KUMPULAN SAJAK LIAR#2
KUMPULAN SAJAK LIAR#2
Source : pangestiblog.wordpress.com
h e l p
oleh: Shanug
Kenapa kamu memalingkan muka?
Saat air mata saya deras tak terseka.
Kenapa kamu menyingkirkan bahu?
Saat akal saya dirundung pilu.
Kenapa kamu menutup telinga?
Saat suara saya parau teriakkan pinta.
Bagaimana bisa kamu hanya diam?
Padahal niat hidup saya mulai terbenam.
Bagaimana bisa kamu malah heran?
Padahal peran saya hilang bukan perlahan.
Bagaimana bisa kamu tak peduli?
Padahal kamu alasan saya menyimpul tali.
Mengapa kamu baru engah dan terperanjat?
Saat yang tersisa tuk dilakukan adalah melayat.
Mengapa kamu baru tak segan?
Saat jasad saya sudah terbalut kafan?
Mengapa kamu baru sekarang tak menunda?
Saat saya sudah diusung keranda.
Padahal selama ini bukan bersenda.
Kata-kata saya bukan bercanda.
Kenangan Tak Pernah Bilang Akan Menghilang
Membujur dengan malam, kau hadir bergelimpangan bersama roda-roda sepeda yang dipacu alakadarnya.
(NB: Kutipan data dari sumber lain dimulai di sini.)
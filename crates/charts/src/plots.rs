//! Chart rendering for the analysis outputs.
//!
//! This module renders the four result charts as PNG files using the
//! [`plotters`] crate, with fixed filenames and 1200x800 resolution.
//! Drawing uses the bitmap backend's font rendering, which works in
//! headless environments without system font dependencies.

use crate::histogram::{linear_bins, log_bins, value_range, Bin};
use plotters::prelude::*;
use plotters::style::FontTransform;
use std::path::Path;
use thiserror::Error;

/// Errors that can occur during chart generation
#[derive(Error, Debug)]
pub enum PlotError {
    #[error("Failed to create drawing area: {0}")]
    DrawingArea(String),

    #[error("Failed to configure chart: {0}")]
    ChartConfig(String),

    #[error("Failed to draw chart elements: {0}")]
    Drawing(String),

    #[error("Failed to save plot to file: {0}")]
    FileSave(#[from] std::io::Error),

    #[error("Invalid data: {0}")]
    InvalidData(String),
}

type Result<T> = core::result::Result<T, PlotError>;

/// Output resolution for every chart
const CHART_SIZE: (u32, u32) = (1200, 800);

/// The fixed discrete rating scale of the dataset
const RATING_SCALE: (f64, f64) = (0.5, 5.0);

/// Fixed output filenames
pub const RATING_DISTRIBUTION_FILE: &str = "rating_distribution.png";
pub const MOVIE_POPULARITY_FILE: &str = "movie_popularity.png";
pub const USER_ENTROPY_FILE: &str = "user_genre_entropy.png";
pub const GENRE_DISTRIBUTION_FILE: &str = "global_genre_distribution.png";

/// Histogram of raw rating values, 9 bins spanning the fixed scale.
pub fn render_rating_distribution(ratings: &[f32], output_dir: &Path) -> Result<()> {
    if ratings.is_empty() {
        return Err(PlotError::InvalidData(
            "Rating values cannot be empty".to_string(),
        ));
    }

    let values: Vec<f64> = ratings.iter().map(|&r| r as f64).collect();
    let bins = linear_bins(&values, 9, RATING_SCALE);
    draw_linear_histogram(
        &bins,
        "Rating Distribution",
        "Rating",
        "Count",
        &output_dir.join(RATING_DISTRIBUTION_FILE),
    )
}

/// Histogram of per-movie rating counts, 100 bins on a logarithmic
/// x-axis.
pub fn render_movie_popularity(rating_counts: &[u64], output_dir: &Path) -> Result<()> {
    if rating_counts.is_empty() {
        return Err(PlotError::InvalidData(
            "Rating counts cannot be empty".to_string(),
        ));
    }

    let values: Vec<f64> = rating_counts.iter().map(|&c| c as f64).collect();
    let bins = log_bins(&values, 100);
    draw_log_histogram(
        &bins,
        "Movie Popularity (Ratings per Movie)",
        "Number of Ratings (log scale)",
        "Number of Movies",
        &output_dir.join(MOVIE_POPULARITY_FILE),
    )
}

/// Histogram of per-user genre entropy, 40 bins over the observed
/// range.
pub fn render_user_entropy(entropies: &[f64], output_dir: &Path) -> Result<()> {
    let range = value_range(entropies).ok_or_else(|| {
        PlotError::InvalidData("Entropy values cannot be empty".to_string())
    })?;

    let bins = linear_bins(entropies, 40, range);
    draw_linear_histogram(
        &bins,
        "User Genre Diversity (Shannon Entropy)",
        "Entropy",
        "Number of Users",
        &output_dir.join(USER_ENTROPY_FILE),
    )
}

/// Bar chart of global genre proportions, one bar per genre in the
/// given order, x labels rotated for legibility.
pub fn render_genre_distribution(shares: &[(String, f64)], output_dir: &Path) -> Result<()> {
    if shares.is_empty() {
        return Err(PlotError::InvalidData(
            "Genre shares cannot be empty".to_string(),
        ));
    }

    let output_path = output_dir.join(GENRE_DISTRIBUTION_FILE);
    let root = BitMapBackend::new(&output_path, CHART_SIZE).into_drawing_area();
    root.fill(&WHITE)
        .map_err(|e| PlotError::DrawingArea(e.to_string()))?;

    let top_share = shares.iter().map(|(_, p)| *p).fold(0.0f64, f64::max);
    let y_max = if top_share > 0.0 { top_share * 1.1 } else { 1.0 };

    let mut chart = ChartBuilder::on(&root)
        .caption("Global Genre Distribution", ("sans-serif", 40))
        .margin(20)
        .x_label_area_size(140)
        .y_label_area_size(85)
        .build_cartesian_2d(0..shares.len() as i32, 0.0..y_max)
        .map_err(|e| PlotError::ChartConfig(e.to_string()))?;

    chart
        .configure_mesh()
        .disable_x_mesh()
        .x_labels(shares.len())
        .x_label_formatter(&|x| {
            shares
                .get(*x as usize)
                .map(|(genre, _)| genre.clone())
                .unwrap_or_default()
        })
        .label_style(("sans-serif", 25))
        .x_label_style(
            ("sans-serif", 20)
                .into_font()
                .transform(FontTransform::Rotate90),
        )
        .y_desc("Proportion of Ratings")
        .draw()
        .map_err(|e| PlotError::Drawing(e.to_string()))?;

    chart
        .draw_series(shares.iter().enumerate().map(|(index, (_, proportion))| {
            Rectangle::new(
                [(index as i32, 0.0), (index as i32 + 1, *proportion)],
                BLUE.filled(),
            )
        }))
        .map_err(|e| PlotError::Drawing(e.to_string()))?;

    root.present()
        .map_err(|e| PlotError::Drawing(e.to_string()))?;
    Ok(())
}

/// Draws binned counts as bars on a linear x-axis.
fn draw_linear_histogram(
    bins: &[Bin],
    title: &str,
    x_label: &str,
    y_label: &str,
    output_path: &Path,
) -> Result<()> {
    let root = BitMapBackend::new(output_path, CHART_SIZE).into_drawing_area();
    root.fill(&WHITE)
        .map_err(|e| PlotError::DrawingArea(e.to_string()))?;

    let x_min = bins.first().map(|b| b.start).unwrap_or(0.0);
    let x_max = bins.last().map(|b| b.end).unwrap_or(1.0);
    let y_max = bins.iter().map(|b| b.count).max().unwrap_or(0).max(1) as f64 * 1.05;

    let mut chart = ChartBuilder::on(&root)
        .caption(title, ("sans-serif", 40))
        .margin(20)
        .x_label_area_size(60)
        .y_label_area_size(85)
        .build_cartesian_2d(x_min..x_max, 0.0..y_max)
        .map_err(|e| PlotError::ChartConfig(e.to_string()))?;

    chart
        .configure_mesh()
        .x_desc(x_label)
        .y_desc(y_label)
        .label_style(("sans-serif", 25))
        .draw()
        .map_err(|e| PlotError::Drawing(e.to_string()))?;

    chart
        .draw_series(bins.iter().map(|bin| {
            Rectangle::new(
                [(bin.start, 0.0), (bin.end, bin.count as f64)],
                BLUE.mix(0.6).filled(),
            )
        }))
        .map_err(|e| PlotError::Drawing(e.to_string()))?;

    root.present()
        .map_err(|e| PlotError::Drawing(e.to_string()))?;
    Ok(())
}

/// Draws binned counts as bars on a base-10 logarithmic x-axis.
fn draw_log_histogram(
    bins: &[Bin],
    title: &str,
    x_label: &str,
    y_label: &str,
    output_path: &Path,
) -> Result<()> {
    let root = BitMapBackend::new(output_path, CHART_SIZE).into_drawing_area();
    root.fill(&WHITE)
        .map_err(|e| PlotError::DrawingArea(e.to_string()))?;

    // log_bins guarantees edges >= 1.0, keeping the axis in log domain
    let x_min = bins.first().map(|b| b.start).unwrap_or(1.0);
    let x_max = bins.last().map(|b| b.end).unwrap_or(10.0);
    let y_max = bins.iter().map(|b| b.count).max().unwrap_or(0).max(1) as f64 * 1.05;

    let mut chart = ChartBuilder::on(&root)
        .caption(title, ("sans-serif", 40))
        .margin(20)
        .x_label_area_size(60)
        .y_label_area_size(85)
        .build_cartesian_2d((x_min..x_max).log_scale(), 0.0..y_max)
        .map_err(|e| PlotError::ChartConfig(e.to_string()))?;

    chart
        .configure_mesh()
        .x_desc(x_label)
        .y_desc(y_label)
        .label_style(("sans-serif", 25))
        .x_label_formatter(&|x| format!("{:.0}", x.round()))
        .draw()
        .map_err(|e| PlotError::Drawing(e.to_string()))?;

    chart
        .draw_series(bins.iter().map(|bin| {
            Rectangle::new(
                [(bin.start, 0.0), (bin.end, bin.count as f64)],
                BLUE.mix(0.6).filled(),
            )
        }))
        .map_err(|e| PlotError::Drawing(e.to_string()))?;

    root.present()
        .map_err(|e| PlotError::Drawing(e.to_string()))?;
    Ok(())
}

#[cfg(test)]
mod tests {
    use super::*;
    use std::fs;

    #[test]
    fn test_renderers_reject_empty_data() {
        let dir = std::env::temp_dir();

        assert!(matches!(
            render_rating_distribution(&[], &dir),
            Err(PlotError::InvalidData(_))
        ));
        assert!(matches!(
            render_movie_popularity(&[], &dir),
            Err(PlotError::InvalidData(_))
        ));
        assert!(matches!(
            render_user_entropy(&[], &dir),
            Err(PlotError::InvalidData(_))
        ));
        assert!(matches!(
            render_genre_distribution(&[], &dir),
            Err(PlotError::InvalidData(_))
        ));
    }

    #[test]
    #[ignore = "Font rendering not available in test environment"]
    fn test_render_all_charts() {
        let dir = std::env::temp_dir().join("reel-stats-chart-tests");
        fs::create_dir_all(&dir).unwrap();

        let ratings = vec![0.5f32, 3.0, 3.5, 4.0, 4.0, 5.0];
        render_rating_distribution(&ratings, &dir).unwrap();
        assert!(dir.join(RATING_DISTRIBUTION_FILE).exists());

        let counts = vec![1u64, 5, 12, 300, 4000];
        render_movie_popularity(&counts, &dir).unwrap();
        assert!(dir.join(MOVIE_POPULARITY_FILE).exists());

        let entropies = vec![0.0, 0.9, 1.5, 2.7, 3.1];
        render_user_entropy(&entropies, &dir).unwrap();
        assert!(dir.join(USER_ENTROPY_FILE).exists());

        let shares = vec![
            ("Drama".to_string(), 0.4),
            ("Comedy".to_string(), 0.35),
            ("Action".to_string(), 0.25),
        ];
        render_genre_distribution(&shares, &dir).unwrap();
        assert!(dir.join(GENRE_DISTRIBUTION_FILE).exists());

        let _ = fs::remove_dir_all(&dir);
    }

    #[test]
    fn test_unwritable_output_is_fatal() {
        let missing = std::env::temp_dir()
            .join("reel-stats-chart-tests-missing")
            .join("nested");

        // Parent directory does not exist; the backend cannot save
        let result = render_rating_distribution(&[4.0], &missing);
        assert!(result.is_err());
    }
}
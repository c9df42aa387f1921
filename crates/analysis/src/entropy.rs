//! Genre expansion and Shannon-entropy diversity metrics.
//!
//! Each rating is exploded into one row per genre on its movie; the
//! expanded rows feed two derivations:
//! - per-user genre counts, summarized as Shannon entropy in bits
//! - the global genre distribution (proportion of all expanded rows)

use data_loader::{Dataset, UserId};
use rayon::prelude::*;
use std::collections::{BTreeMap, HashMap};
use tracing::warn;

/// Per-user genre diversity, in bits.
///
/// Always >= 0; exactly 0 when the user's rated movies span a single
/// genre label.
#[derive(Debug, Clone)]
pub struct UserEntropy {
    pub user_id: UserId,
    pub genre_entropy: f64,
}

/// One genre's share of all expanded (user, movie, genre) rows.
#[derive(Debug, Clone)]
pub struct GenreShare {
    pub genre: String,
    pub count: u64,
    pub proportion: f64,
}

/// Result of exploding each rating into one row per genre.
///
/// Both count tables are accumulated in a single pass over the ratings:
/// per (user, genre) for the entropy metric, and globally per genre for
/// the distribution chart. Ratings whose movieId is missing from the
/// movies table have no genre list to expand and are skipped.
#[derive(Debug, Default)]
pub struct GenreExpansion {
    per_user: BTreeMap<UserId, HashMap<String, u64>>,
    global_counts: HashMap<String, u64>,
    /// Genre labels in order of first encounter, for stable tie-breaks
    first_seen: Vec<String>,
    total_rows: u64,
}

impl GenreExpansion {
    /// Join ratings to movie genre lists and expand one row per genre.
    pub fn expand(dataset: &Dataset) -> Self {
        let mut expansion = GenreExpansion::default();

        for rating in &dataset.ratings {
            let Some(movie) = dataset.get_movie(rating.movie_id) else {
                continue; // no genre list to explode
            };
            for genre in &movie.genres {
                expansion.record(rating.user_id, genre);
            }
        }

        expansion
    }

    fn record(&mut self, user_id: UserId, genre: &str) {
        *self
            .per_user
            .entry(user_id)
            .or_default()
            .entry(genre.to_string())
            .or_insert(0) += 1;

        match self.global_counts.get_mut(genre) {
            Some(count) => *count += 1,
            None => {
                self.global_counts.insert(genre.to_string(), 1);
                self.first_seen.push(genre.to_string());
            }
        }
        self.total_rows += 1;
    }

    /// Number of users with at least one expanded row
    pub fn user_count(&self) -> usize {
        self.per_user.len()
    }

    /// Total expanded rows across all users
    pub fn total_rows(&self) -> u64 {
        self.total_rows
    }

    /// Shannon entropy of each user's genre-count vector, ordered by
    /// userId.
    pub fn user_entropies(&self) -> Vec<UserEntropy> {
        self.per_user
            .par_iter()
            .map(|(&user_id, counts)| UserEntropy {
                user_id,
                genre_entropy: shannon_entropy(counts.values().copied()),
            })
            .collect()
    }

    /// Each genre's proportion of all expanded rows.
    ///
    /// Ordered by count descending; ties keep first-encounter order
    /// (the sort is stable over the encounter-ordered rows).
    pub fn genre_distribution(&self) -> Vec<GenreShare> {
        let total = self.total_rows as f64;
        let mut shares: Vec<GenreShare> = self
            .first_seen
            .iter()
            .map(|genre| {
                let count = self.global_counts[genre];
                GenreShare {
                    genre: genre.clone(),
                    count,
                    proportion: count as f64 / total,
                }
            })
            .collect();

        shares.sort_by(|a, b| b.count.cmp(&a.count));
        shares
    }
}

/// Shannon entropy in bits of a count vector.
///
/// `H = -sum(p * log2(p))` with `p = count / sum(counts)`. Only
/// observed (nonzero) counts enter the sum, so a degenerate
/// single-label distribution yields exactly 0.
pub fn shannon_entropy<I: IntoIterator<Item = u64>>(counts: I) -> f64 {
    let counts: Vec<u64> = counts.into_iter().filter(|&c| c > 0).collect();
    let total: u64 = counts.iter().sum();
    if total == 0 {
        return 0.0;
    }

    let total = total as f64;
    -counts
        .iter()
        .map(|&count| {
            let p = count as f64 / total;
            p * p.log2()
        })
        .sum::<f64>()
}

/// Arithmetic mean of per-user entropies.
///
/// The mean is undefined over zero users; it is reported as 0.0 with a
/// warning rather than letting a NaN reach the summary file.
pub fn average_entropy(entropies: &[UserEntropy]) -> f64 {
    if entropies.is_empty() {
        warn!("no users with expanded genre rows, reporting average entropy as 0");
        return 0.0;
    }
    entropies.iter().map(|e| e.genre_entropy).sum::<f64>() / entropies.len() as f64
}

#[cfg(test)]
mod tests {
    use super::*;
    use data_loader::{Movie, Rating};

    fn movie(id: u32, title: &str, genres: &[&str]) -> Movie {
        Movie {
            id,
            title: title.to_string(),
            genres: genres.iter().map(|g| g.to_string()).collect(),
        }
    }

    fn rating(user_id: u32, movie_id: u32, value: f32) -> Rating {
        Rating {
            user_id,
            movie_id,
            rating: value,
            timestamp: 1000000,
        }
    }

    fn create_test_dataset() -> Dataset {
        let mut dataset = Dataset::new();
        dataset.insert_movie(movie(1, "Buddy Cops (1990)", &["Action", "Comedy"]));
        dataset.insert_movie(movie(2, "Standup Special (2005)", &["Comedy"]));
        dataset.ratings = vec![rating(1, 1, 5.0), rating(1, 2, 3.0)];
        dataset
    }

    #[test]
    fn test_expansion_counts() {
        // u1 rated Action|Comedy and Comedy: counts {Action: 1, Comedy: 2}
        let expansion = GenreExpansion::expand(&create_test_dataset());

        assert_eq!(expansion.user_count(), 1);
        assert_eq!(expansion.total_rows(), 3);

        let counts = &expansion.per_user[&1];
        assert_eq!(counts["Action"], 1);
        assert_eq!(counts["Comedy"], 2);
    }

    #[test]
    fn test_user_entropy_worked_example() {
        let expansion = GenreExpansion::expand(&create_test_dataset());
        let entropies = expansion.user_entropies();

        assert_eq!(entropies.len(), 1);
        assert_eq!(entropies[0].user_id, 1);
        // -(1/3 log2 1/3 + 2/3 log2 2/3) = 0.9183 bits
        assert!((entropies[0].genre_entropy - 0.918296).abs() < 1e-5);
    }

    #[test]
    fn test_single_genre_user_has_zero_entropy() {
        let mut dataset = Dataset::new();
        dataset.insert_movie(movie(1, "Drama One (1991)", &["Drama"]));
        dataset.insert_movie(movie(2, "Drama Two (1992)", &["Drama"]));
        dataset.ratings = vec![rating(7, 1, 4.0), rating(7, 2, 2.5)];

        let entropies = GenreExpansion::expand(&dataset).user_entropies();
        assert_eq!(entropies[0].genre_entropy, 0.0);
    }

    #[test]
    fn test_unknown_movie_excluded_from_expansion() {
        let mut dataset = create_test_dataset();
        dataset.ratings.push(rating(1, 99, 1.0));

        let expansion = GenreExpansion::expand(&dataset);
        assert_eq!(expansion.total_rows(), 3);
    }

    #[test]
    fn test_genre_distribution_order_and_sum() {
        let expansion = GenreExpansion::expand(&create_test_dataset());
        let distribution = expansion.genre_distribution();

        // Comedy (2 rows) ahead of Action (1 row)
        assert_eq!(distribution[0].genre, "Comedy");
        assert!((distribution[0].proportion - 2.0 / 3.0).abs() < 1e-9);
        assert_eq!(distribution[1].genre, "Action");

        let sum: f64 = distribution.iter().map(|s| s.proportion).sum();
        assert!((sum - 1.0).abs() < 1e-9);
    }

    #[test]
    fn test_genre_distribution_tie_keeps_first_encounter() {
        let mut dataset = Dataset::new();
        dataset.insert_movie(movie(1, "Western One (1960)", &["Western"]));
        dataset.insert_movie(movie(2, "Noir One (1950)", &["Film-Noir"]));
        // Equal counts; Western is encountered first in rating order
        dataset.ratings = vec![rating(1, 1, 4.0), rating(2, 2, 4.0)];

        let distribution = GenreExpansion::expand(&dataset).genre_distribution();
        assert_eq!(distribution[0].genre, "Western");
        assert_eq!(distribution[1].genre, "Film-Noir");
    }

    #[test]
    fn test_shannon_entropy_uniform() {
        // Four equally likely labels: exactly 2 bits
        let entropy = shannon_entropy([5, 5, 5, 5]);
        assert!((entropy - 2.0).abs() < 1e-12);
    }

    #[test]
    fn test_shannon_entropy_degenerate() {
        assert_eq!(shannon_entropy([42]), 0.0);
        assert_eq!(shannon_entropy([]), 0.0);
    }

    #[test]
    fn test_average_entropy_empty_is_zero() {
        // Mean over zero users is reported as 0, never NaN
        let average = average_entropy(&[]);
        assert_eq!(average, 0.0);
        assert!(!average.is_nan());
    }

    #[test]
    fn test_average_entropy() {
        let entropies = vec![
            UserEntropy { user_id: 1, genre_entropy: 1.0 },
            UserEntropy { user_id: 2, genre_entropy: 2.0 },
        ];
        assert!((average_entropy(&entropies) - 1.5).abs() < 1e-12);
    }
}
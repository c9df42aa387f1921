//! Per-movie rating aggregates.
//!
//! Groups the ratings table by movie and left-joins movie metadata,
//! producing the input for the popularity histogram.

use data_loader::{Dataset, MovieId};
use std::collections::BTreeMap;

/// Mean rating and rating count for one movie, with left-joined
/// metadata.
///
/// `title` and `genres` stay `None` when the movieId never appeared in
/// `movies.csv`.
#[derive(Debug, Clone)]
pub struct MoviePopularity {
    pub movie_id: MovieId,
    pub mean_rating: f64,
    pub rating_count: u64,
    pub title: Option<String>,
    pub genres: Option<Vec<String>>,
}

/// Group ratings by movie, compute mean and count, and left-join movie
/// metadata.
///
/// Movies with zero ratings do not appear in the output. Rows are
/// ordered by movieId.
pub fn movie_popularity(dataset: &Dataset) -> Vec<MoviePopularity> {
    // (sum, count) per movie
    let mut groups: BTreeMap<MovieId, (f64, u64)> = BTreeMap::new();
    for rating in &dataset.ratings {
        let entry = groups.entry(rating.movie_id).or_insert((0.0, 0));
        entry.0 += rating.rating as f64;
        entry.1 += 1;
    }

    groups
        .into_iter()
        .map(|(movie_id, (sum, count))| {
            let movie = dataset.get_movie(movie_id);
            MoviePopularity {
                movie_id,
                mean_rating: sum / count as f64,
                rating_count: count,
                title: movie.map(|m| m.title.clone()),
                genres: movie.map(|m| m.genres.clone()),
            }
        })
        .collect()
}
Memutar partitur diam dengan mengatupkan mulutnya menjadi lengkung sekadar. Menyalakan lentera di kejauhan, jauh, sejauh gerak langkah yang kalah dengan rasa bersalah.
Semerah saus tomat kedai bakso selatan jalan, bayangmu menghitam kecap, tubuhmu asam cuka, dan wangimu menyatu di antara ketiganya. Mengaburkan kepulan asap hangat yang kutiup perlahan, menghangatkan ingatan yang dikaburkan kedinginan.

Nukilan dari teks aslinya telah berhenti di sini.